▶ [WORK REQUEST]
Select and copy out every line in the records containing "Mobile".

▶ [AVAILABLE DATA]
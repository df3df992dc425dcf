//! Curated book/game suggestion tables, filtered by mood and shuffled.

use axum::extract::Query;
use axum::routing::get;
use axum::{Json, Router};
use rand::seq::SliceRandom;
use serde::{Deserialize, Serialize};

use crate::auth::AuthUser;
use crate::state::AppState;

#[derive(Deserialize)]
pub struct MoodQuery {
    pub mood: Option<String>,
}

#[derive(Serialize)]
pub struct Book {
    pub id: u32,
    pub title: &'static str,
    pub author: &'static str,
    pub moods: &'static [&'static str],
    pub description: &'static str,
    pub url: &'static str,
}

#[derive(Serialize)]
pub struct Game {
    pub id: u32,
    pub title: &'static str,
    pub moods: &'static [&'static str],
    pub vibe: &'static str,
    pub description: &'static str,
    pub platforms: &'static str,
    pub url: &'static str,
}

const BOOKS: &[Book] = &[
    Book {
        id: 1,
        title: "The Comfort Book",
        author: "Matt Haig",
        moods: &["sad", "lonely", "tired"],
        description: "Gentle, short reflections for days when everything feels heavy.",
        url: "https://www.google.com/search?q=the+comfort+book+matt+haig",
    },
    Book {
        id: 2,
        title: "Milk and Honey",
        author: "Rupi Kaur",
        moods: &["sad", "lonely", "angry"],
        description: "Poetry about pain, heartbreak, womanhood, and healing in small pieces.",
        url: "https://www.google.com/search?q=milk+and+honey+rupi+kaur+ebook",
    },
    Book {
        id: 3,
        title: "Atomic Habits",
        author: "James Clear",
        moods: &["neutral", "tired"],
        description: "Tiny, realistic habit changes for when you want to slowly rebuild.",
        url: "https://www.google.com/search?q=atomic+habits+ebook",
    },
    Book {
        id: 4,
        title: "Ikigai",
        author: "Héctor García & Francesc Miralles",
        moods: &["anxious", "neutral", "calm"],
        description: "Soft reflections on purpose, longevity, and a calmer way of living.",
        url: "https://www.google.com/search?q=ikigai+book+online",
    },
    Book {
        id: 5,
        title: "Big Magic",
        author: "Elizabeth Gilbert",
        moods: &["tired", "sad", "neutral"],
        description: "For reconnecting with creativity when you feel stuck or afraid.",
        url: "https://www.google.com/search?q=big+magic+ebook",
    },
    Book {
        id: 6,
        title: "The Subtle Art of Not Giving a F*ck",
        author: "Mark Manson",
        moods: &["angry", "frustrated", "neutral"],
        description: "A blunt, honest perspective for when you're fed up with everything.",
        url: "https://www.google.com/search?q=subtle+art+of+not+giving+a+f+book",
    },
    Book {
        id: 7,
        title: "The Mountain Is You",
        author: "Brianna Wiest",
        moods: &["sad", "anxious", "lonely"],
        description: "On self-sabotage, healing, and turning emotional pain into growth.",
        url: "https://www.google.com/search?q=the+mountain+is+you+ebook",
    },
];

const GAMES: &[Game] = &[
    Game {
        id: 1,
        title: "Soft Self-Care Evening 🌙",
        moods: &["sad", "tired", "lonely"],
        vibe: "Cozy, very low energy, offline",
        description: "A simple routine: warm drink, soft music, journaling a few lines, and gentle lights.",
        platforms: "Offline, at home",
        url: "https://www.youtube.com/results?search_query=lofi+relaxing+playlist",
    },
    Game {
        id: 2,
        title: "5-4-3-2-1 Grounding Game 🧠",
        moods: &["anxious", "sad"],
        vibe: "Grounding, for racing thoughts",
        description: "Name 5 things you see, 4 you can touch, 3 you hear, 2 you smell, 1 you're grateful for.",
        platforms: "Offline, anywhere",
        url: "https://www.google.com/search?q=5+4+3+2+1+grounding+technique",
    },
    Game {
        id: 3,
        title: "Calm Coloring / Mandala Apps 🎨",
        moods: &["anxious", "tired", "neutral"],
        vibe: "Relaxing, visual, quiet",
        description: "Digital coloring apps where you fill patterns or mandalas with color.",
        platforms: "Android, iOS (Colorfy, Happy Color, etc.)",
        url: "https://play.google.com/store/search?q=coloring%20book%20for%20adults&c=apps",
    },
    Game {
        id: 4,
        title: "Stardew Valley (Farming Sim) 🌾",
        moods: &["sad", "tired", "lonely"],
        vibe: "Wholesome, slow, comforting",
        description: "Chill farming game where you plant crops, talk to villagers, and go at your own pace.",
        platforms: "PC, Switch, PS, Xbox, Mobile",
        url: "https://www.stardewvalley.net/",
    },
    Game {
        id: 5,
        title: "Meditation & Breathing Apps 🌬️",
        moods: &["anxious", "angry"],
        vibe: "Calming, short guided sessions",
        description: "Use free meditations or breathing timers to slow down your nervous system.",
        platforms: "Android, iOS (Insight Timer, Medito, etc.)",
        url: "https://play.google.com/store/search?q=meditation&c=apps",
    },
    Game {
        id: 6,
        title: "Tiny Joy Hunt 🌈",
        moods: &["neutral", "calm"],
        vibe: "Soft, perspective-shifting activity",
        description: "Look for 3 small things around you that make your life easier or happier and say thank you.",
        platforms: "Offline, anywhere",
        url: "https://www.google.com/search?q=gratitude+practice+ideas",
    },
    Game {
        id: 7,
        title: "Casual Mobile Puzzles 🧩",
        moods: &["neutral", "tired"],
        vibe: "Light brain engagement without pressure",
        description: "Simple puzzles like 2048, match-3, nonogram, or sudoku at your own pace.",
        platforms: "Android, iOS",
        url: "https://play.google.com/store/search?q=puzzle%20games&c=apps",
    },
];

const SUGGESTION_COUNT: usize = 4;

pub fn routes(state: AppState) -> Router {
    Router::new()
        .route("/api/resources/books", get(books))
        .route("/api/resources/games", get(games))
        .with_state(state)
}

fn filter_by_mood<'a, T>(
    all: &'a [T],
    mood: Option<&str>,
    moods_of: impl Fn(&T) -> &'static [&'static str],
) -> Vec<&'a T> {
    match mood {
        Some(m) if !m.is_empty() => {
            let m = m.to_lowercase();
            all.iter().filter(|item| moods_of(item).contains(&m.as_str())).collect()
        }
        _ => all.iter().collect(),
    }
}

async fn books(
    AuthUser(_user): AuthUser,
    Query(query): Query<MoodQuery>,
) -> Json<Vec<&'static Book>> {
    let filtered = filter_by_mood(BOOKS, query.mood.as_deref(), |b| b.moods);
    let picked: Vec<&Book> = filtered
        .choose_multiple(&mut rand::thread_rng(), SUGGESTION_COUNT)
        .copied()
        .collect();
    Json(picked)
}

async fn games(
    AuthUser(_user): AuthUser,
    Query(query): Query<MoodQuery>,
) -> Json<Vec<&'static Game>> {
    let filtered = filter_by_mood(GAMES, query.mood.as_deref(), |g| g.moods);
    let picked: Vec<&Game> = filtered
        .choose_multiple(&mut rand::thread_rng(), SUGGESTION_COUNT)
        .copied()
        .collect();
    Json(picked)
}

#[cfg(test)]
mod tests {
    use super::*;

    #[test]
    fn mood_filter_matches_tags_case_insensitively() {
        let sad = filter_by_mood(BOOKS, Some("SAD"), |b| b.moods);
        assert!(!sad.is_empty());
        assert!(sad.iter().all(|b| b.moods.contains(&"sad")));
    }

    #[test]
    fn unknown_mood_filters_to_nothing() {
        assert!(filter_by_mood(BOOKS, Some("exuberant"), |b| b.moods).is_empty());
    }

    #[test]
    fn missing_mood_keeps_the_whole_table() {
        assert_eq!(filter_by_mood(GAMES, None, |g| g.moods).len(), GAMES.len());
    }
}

▶ [SOLUTION BELOW]
        platforms: "PC, Switch, PS, Xbox, Mobile",
        title: "Casual Mobile Puzzles 🧩",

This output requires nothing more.